Masseria Frattasi, Capri Rosso 2021. 現地価格:約19,000円
過去10年間ほどを遡って、ワイン市場のトレンドを探ってみると、一つの興味深いジャンルが浮かび上がってくる。
島ワイン、だ。
栽培面積、生産量を鑑みると、特定の島ワインがトレンドになっていると言えるほどの流通量は無いため、ヨーロッパ各地の様々な島ワインを統合した、一つのジャンルとして捉えた方が実態に即しているだろうか。
ただし、このトレンドのきっかけとなったのが、イタリアのシチリア島であることは間違いない。

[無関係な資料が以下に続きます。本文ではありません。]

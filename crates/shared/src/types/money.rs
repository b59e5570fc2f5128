//! Money rounding primitives with decimal precision.
//!
//! CRITICAL: Never use floating-point for money calculations.
//! Every amount, rate, and quantity is a `rust_decimal::Decimal`.

use rust_decimal::{Decimal, RoundingStrategy};

/// Decimal places of a transmitted money amount (cents).
pub const MONEY_DECIMAL_PLACES: u32 = 2;

/// Rounds a value using Banker's Rounding (round half to even).
///
/// - 2.5 → 2, 3.5 → 4
/// - 0.125 → 0.12, 0.135 → 0.14 (at 2 decimals)
#[must_use]
pub fn round_half_even(value: Decimal, decimal_places: u32) -> Decimal {
    value.round_dp_with_strategy(decimal_places, RoundingStrategy::MidpointNearestEven)
}

/// Returns true if two values differ by no more than `tolerance`.
#[must_use]
pub fn approx_eq(a: Decimal, b: Decimal, tolerance: Decimal) -> bool {
    (a - b).abs() <= tolerance
}

/// Converts a percentage (e.g. 25) into its multiplier factor (1.25).
#[must_use]
pub fn percent_factor(percent: Decimal) -> Decimal {
    Decimal::ONE + percent / Decimal::ONE_HUNDRED
}
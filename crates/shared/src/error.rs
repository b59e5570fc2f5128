//! Application-wide error types.

use thiserror::Error;

/// Result type alias using `AppError`.
pub type AppResult<T> = Result<T, AppError>;

/// Application error types.
#[derive(Debug, Clone, PartialEq, Eq, Error)]
pub enum AppError {
    /// Validation error.
    #[error("Validation error: {0}")]
    Validation(String),

    /// Business rule violation.
    #[error("Business rule violation: {0}")]
    BusinessRule(String),

    /// The payment backend rejected a submitted request.
    #[error("Backend rejected request with code {code}: {message}")]
    Backend {
        /// Result code reported by the backend.
        code: String,
        /// Human readable message reported by the backend.
        message: String,
    },

    /// Configuration could not be loaded.
    #[error("Configuration error: {0}")]
    Config(String),

    /// Internal error.
    #[error("Internal error: {0}")]
    Internal(String),
}

impl AppError {
    /// Creates a backend rejection error.
    pub fn backend(code: impl Into<String>, message: impl Into<String>) -> Self {
        Self::Backend {
            code: code.into(),
            message: message.into(),
        }
    }

    /// Returns the error code for caller-facing responses.
    #[must_use]
    pub const fn error_code(&self) -> &'static str {
        match self {
            Self::Validation(_) => "VALIDATION_ERROR",
            Self::BusinessRule(_) => "BUSINESS_RULE_VIOLATION",
            Self::Backend { .. } => "BACKEND_REJECTED",
            Self::Config(_) => "CONFIG_ERROR",
            Self::Internal(_) => "INTERNAL_ERROR",
        }
    }

    /// Returns the backend result code if this is a backend rejection.
    #[must_use]
    pub fn backend_code(&self) -> Option<&str> {
        match self {
            Self::Backend { code, .. } => Some(code.as_str()),
            _ => None,
        }
    }
}

impl From<config::ConfigError> for AppError {
    fn from(err: config::ConfigError) -> Self {
        Self::Config(err.to_string())
    }
}
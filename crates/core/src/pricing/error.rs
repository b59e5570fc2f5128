//! Pricing error types.
//!
//! Validation is batched: `InvalidSpecification` carries every violation
//! found in one pass over the order, in input order, so the caller sees the
//! complete list of corrections at once.

use std::fmt;

use rust_decimal::Decimal;
use thiserror::Error;
use vatsplit_shared::AppError;

/// Errors that can occur while normalizing an order.
#[derive(Debug, Clone, PartialEq, Eq, Error)]
pub enum PricingError {
    /// One or more lines are missing price fields or carry invalid values.
    #[error("Invalid specification:\n{}", format_violations(.violations))]
    InvalidSpecification {
        /// Every violation found, in input order.
        violations: Vec<Violation>,
    },

    /// A fixed discount without a VAT rate has no order rows to split over.
    #[error("No VAT buckets available: add order rows or give the discount a VAT rate")]
    NoVatBucketsAvailable,

    /// The VAT mode retry was requested after the mode was already flipped.
    #[error("VAT mode has already been flipped once for this order")]
    ModeAlreadyFlipped,
}

fn format_violations(violations: &[Violation]) -> String {
    violations
        .iter()
        .map(ToString::to_string)
        .collect::<Vec<_>>()
        .join("\n")
}

impl PricingError {
    /// Builds an `InvalidSpecification` from collected violations.
    ///
    /// Returns `None` if there are no violations.
    #[must_use]
    pub fn from_violations(violations: Vec<Violation>) -> Option<Self> {
        if violations.is_empty() {
            None
        } else {
            Some(Self::InvalidSpecification { violations })
        }
    }

    /// An `InvalidSpecification` for an amount that does not fit in a
    /// `Decimal` once quantities, rates or sums are applied.
    #[must_use]
    pub fn out_of_range() -> Self {
        Self::InvalidSpecification {
            violations: vec![Violation::unlocated(ViolationKind::AmountOutOfRange)],
        }
    }

    /// Returns the error code for caller-facing responses.
    #[must_use]
    pub const fn error_code(&self) -> &'static str {
        match self {
            Self::InvalidSpecification { .. } => "INVALID_SPECIFICATION",
            Self::NoVatBucketsAvailable => "NO_VAT_BUCKETS_AVAILABLE",
            Self::ModeAlreadyFlipped => "MODE_ALREADY_FLIPPED",
        }
    }

    /// Returns the violations of an `InvalidSpecification`, empty otherwise.
    #[must_use]
    pub fn violations(&self) -> &[Violation] {
        match self {
            Self::InvalidSpecification { violations } => violations,
            _ => &[],
        }
    }
}

impl From<PricingError> for AppError {
    fn from(err: PricingError) -> Self {
        match err {
            PricingError::InvalidSpecification { .. } => Self::Validation(err.to_string()),
            PricingError::NoVatBucketsAvailable => Self::BusinessRule(err.to_string()),
            PricingError::ModeAlreadyFlipped => Self::Internal(err.to_string()),
        }
    }
}

/// What the offending input is.
#[derive(Debug, Clone, Copy, PartialEq, Eq)]
pub enum LineRole {
    /// An order row.
    OrderRow,
    /// A shipping fee.
    ShippingFee,
    /// An invoice fee.
    InvoiceFee,
    /// An order-level discount.
    Discount,
}

impl fmt::Display for LineRole {
    fn fmt(&self, f: &mut fmt::Formatter<'_>) -> fmt::Result {
        match self {
            Self::OrderRow => write!(f, "order row"),
            Self::ShippingFee => write!(f, "shipping fee"),
            Self::InvoiceFee => write!(f, "invoice fee"),
            Self::Discount => write!(f, "discount"),
        }
    }
}

/// Location of an offending input.
#[derive(Debug, Clone, PartialEq, Eq)]
pub struct LineRef {
    /// What the input is.
    pub role: LineRole,
    /// Zero-based index in the caller's line (or discount) list.
    pub index: usize,
    /// Name of the input, if set.
    pub name: Option<String>,
}

impl fmt::Display for LineRef {
    fn fmt(&self, f: &mut fmt::Formatter<'_>) -> fmt::Result {
        write!(f, "{} #{}", self.role, self.index + 1)?;
        if let Some(name) = &self.name {
            write!(f, " ({name})")?;
        }
        Ok(())
    }
}

/// A single validation problem.
#[derive(Debug, Clone, PartialEq, Eq, Error)]
pub enum ViolationKind {
    /// Fewer than two of the three price fields are set.
    #[error(
        "two of the values must be set: amount ex VAT ({}), amount inc VAT ({}) or VAT percent ({})",
        set_label(.amount_ex_vat),
        set_label(.amount_inc_vat),
        set_label(.vat_percent)
    )]
    MissingPriceFields {
        /// Whether the amount ex VAT was set.
        amount_ex_vat: bool,
        /// Whether the amount inc VAT was set.
        amount_inc_vat: bool,
        /// Whether the VAT percent was set.
        vat_percent: bool,
    },

    /// Amount ex VAT is negative.
    #[error("amount ex VAT must not be negative, got {0}")]
    NegativeAmountExVat(Decimal),

    /// Amount inc VAT is negative.
    #[error("amount inc VAT must not be negative, got {0}")]
    NegativeAmountIncVat(Decimal),

    /// VAT percent is negative, as given or as derived from both amounts.
    #[error("VAT percent must not be negative, got {0}")]
    NegativeVatPercent(Decimal),

    /// Amount ex VAT is zero while amount inc VAT is not; no rate exists.
    #[error("VAT percent cannot be derived from a zero amount ex VAT and amount inc VAT {0}")]
    UndeterminedVatPercent(Decimal),

    /// Quantity is negative.
    #[error("quantity must not be negative, got {0}")]
    NegativeQuantity(Decimal),

    /// Row discount percent is outside 0..=100.
    #[error("row discount percent must be between 0 and 100, got {0}")]
    RowDiscountOutOfRange(Decimal),

    /// Relative discount percent is outside 0..=100.
    #[error("discount percent must be between 0 and 100, got {0}")]
    DiscountPercentOutOfRange(Decimal),

    /// Fixed discount has neither an amount ex VAT nor an amount inc VAT.
    #[error("fixed discount needs an amount ex VAT or an amount inc VAT")]
    MissingDiscountAmount,

    /// A derived amount, rate or sum does not fit in a `Decimal`.
    #[error("amount is too large to calculate with")]
    AmountOutOfRange,
}

fn set_label(set: &bool) -> &'static str {
    if *set { "set" } else { "not set" }
}

/// A validation problem and where it was found.
#[derive(Debug, Clone, PartialEq, Eq)]
pub struct Violation {
    /// Offending input; `None` when a specification is checked on its own.
    pub location: Option<LineRef>,
    /// The problem.
    pub kind: ViolationKind,
}

impl Violation {
    /// A violation without a location.
    #[must_use]
    pub const fn unlocated(kind: ViolationKind) -> Self {
        Self {
            location: None,
            kind,
        }
    }

    /// A violation found at `location`.
    #[must_use]
    pub const fn at(location: LineRef, kind: ViolationKind) -> Self {
        Self {
            location: Some(location),
            kind,
        }
    }
}

impl fmt::Display for Violation {
    fn fmt(&self, f: &mut fmt::Formatter<'_>) -> fmt::Result {
        match &self.location {
            Some(location) => write!(f, "{location}: {}", self.kind),
            None => write!(f, "{}", self.kind),
        }
    }
}
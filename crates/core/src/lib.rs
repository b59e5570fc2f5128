//! Core pricing logic for Vatsplit.
//!
//! This crate contains pure business logic with ZERO transport or
//! serialization dependencies. It turns heterogeneously priced order lines
//! into one canonical, cent-exact representation per order.
//!
//! # Modules
//!
//! - `pricing` - VAT mode decision, bucket aggregation and discount distribution
//!
//! # Example
//!
//! ```
//! use rust_decimal_macros::dec;
//! use vatsplit_core::pricing::{
//!     Discount, OrderInput, OrderLine, PriceMode, PriceSpec, PricingService,
//! };
//! use vatsplit_shared::PricingConfig;
//!
//! let order = OrderInput::new()
//!     .with_line(OrderLine::order_row(PriceSpec::ex_vat(dec!(60), dec!(20)), dec!(1)))
//!     .with_line(OrderLine::order_row(PriceSpec::ex_vat(dec!(30), dec!(10)), dec!(1)))
//!     .with_discount(Discount::relative(dec!(10)));
//!
//! let canonical = PricingService::canonicalize(&order, &PricingConfig::default()).unwrap();
//! assert_eq!(canonical.mode, PriceMode::ExVat);
//! let discounts: Vec<_> = canonical.discount_rows().map(|r| r.price_per_unit).collect();
//! assert_eq!(discounts, vec![dec!(-6.00), dec!(-3.00)]);
//! ```

pub mod pricing;
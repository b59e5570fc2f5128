//! Order pricing normalization and VAT discount distribution.
//!
//! This module implements the pricing pipeline:
//! - Domain types for order input and canonical rows
//! - Price specification resolution (any two of ex VAT, inc VAT, VAT %)
//! - Batch validation of orders
//! - Order-wide VAT mode decision
//! - VAT bucket aggregation over order rows
//! - Discount distribution over VAT buckets
//! - Banker's rounding of finalized amounts
//! - One-shot VAT mode retry protocol

pub mod buckets;
pub mod canonicalizer;
pub mod discount;
pub mod error;
pub mod resolver;
pub mod retry;
pub mod rounding;
pub mod service;
pub mod types;
pub mod validation;

#[cfg(test)]
mod resolver_props;
#[cfg(test)]
mod service_props;

pub use error::{LineRef, LineRole, PricingError, Violation, ViolationKind};
pub use resolver::{resolve, resolve_with};
pub use retry::{RetryPolicy, SubmissionState, submit_with_mode_retry};
pub use rounding::Rounding;
pub use service::PricingService;
pub use types::{
    CanonicalOrder, Discount, FixedDiscount, LineIdentity, LineKind, MoneyRow, OrderInput,
    OrderLine, OrderTotals, PriceMode, PriceSpec, RelativeDiscount, ResolvedPrice, RowKind, Sign,
    SpecPrecedence, VatBucket,
};
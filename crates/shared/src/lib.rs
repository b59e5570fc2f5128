//! Shared types, errors, and configuration for Vatsplit.
//!
//! This crate provides common building blocks used by the pricing engine
//! and by the components that embed it:
//! - Money rounding primitives with decimal precision
//! - Application-wide error types
//! - Configuration management

pub mod config;
pub mod error;
pub mod types;

pub use config::{AppConfig, PricingConfig};
pub use error::{AppError, AppResult};
//! Sensor payload for one automation tick and the probe aggregator.

use serde::{Deserialize, Serialize};

/// One grow-box telemetry message: up to four temperature and four humidity
/// probes (any of which may be absent) plus, from some firmwares, the actual
/// actuator states.
#[derive(Debug, Clone, Default, PartialEq, Serialize, Deserialize)]
pub struct SensorReading {
    #[serde(default)]
    pub ts: Option<i64>,

    #[serde(default)]
    pub temperature_1: Option<f64>,
    #[serde(default)]
    pub temperature_2: Option<f64>,
    #[serde(default)]
    pub temperature_3: Option<f64>,
    #[serde(default)]
    pub temperature_4: Option<f64>,

    #[serde(default)]
    pub humidity_1: Option<f64>,
    #[serde(default)]
    pub humidity_2: Option<f64>,
    #[serde(default)]
    pub humidity_3: Option<f64>,
    #[serde(default)]
    pub humidity_4: Option<f64>,

    #[serde(default)]
    pub actuator_states: Option<ReportedStates>,
}

/// Actuator states as observed by the device itself.
#[derive(Debug, Clone, Copy, Default, PartialEq, Serialize, Deserialize)]
pub struct ReportedStates {
    #[serde(default, rename = "luce_led", alias = "light")]
    pub light: Option<bool>,
}

/// Mean temperature (°C) and relative humidity (%) over the present probes.
#[derive(Debug, Clone, Copy, Default, PartialEq, Serialize)]
pub struct Averages {
    pub temperature: Option<f64>,
    pub humidity: Option<f64>,
}

impl SensorReading {
    pub fn temperatures(&self) -> [Option<f64>; 4] {
        [
            self.temperature_1,
            self.temperature_2,
            self.temperature_3,
            self.temperature_4,
        ]
    }

    pub fn humidities(&self) -> [Option<f64>; 4] {
        [
            self.humidity_1,
            self.humidity_2,
            self.humidity_3,
            self.humidity_4,
        ]
    }

    pub fn averages(&self) -> Averages {
        Averages {
            temperature: mean(&self.temperatures()),
            humidity: mean(&self.humidities()),
        }
    }

    /// Light ground truth, when the payload carries one.
    pub fn reported_light(&self) -> Option<bool> {
        self.actuator_states.and_then(|s| s.light)
    }
}

/// Arithmetic mean of the present, non-NaN values.  No rounding.
pub fn mean(values: &[Option<f64>]) -> Option<f64> {
    let (sum, n) = values
        .iter()
        .flatten()
        .filter(|v| !v.is_nan())
        .fold((0.0, 0_u32), |(sum, n), v| (sum + v, n + 1));
    (n > 0).then(|| sum / n as f64)
}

エトナ火山のネレッロ・マスカレーゼ(黒葡萄)とカッリカンテ(白葡萄)、ヴィットーリアを中心としたエリアのネロ・ダヴォラとフラッパート(共に黒葡萄)、そしてその量品種をブレンドしたDOCGであるCerasuolo di Vittoriaは、島ワインというマニアックなジャンルを、メインストリームに押し上げるに十分なほど、高次元で個性と品質が両立されたワインだった。
シチリア島産ワインの躍動によって、ワイン市場の最先端にいる人々の関心が、強烈に「その他の島ワイン発掘」へと向かうこととなった。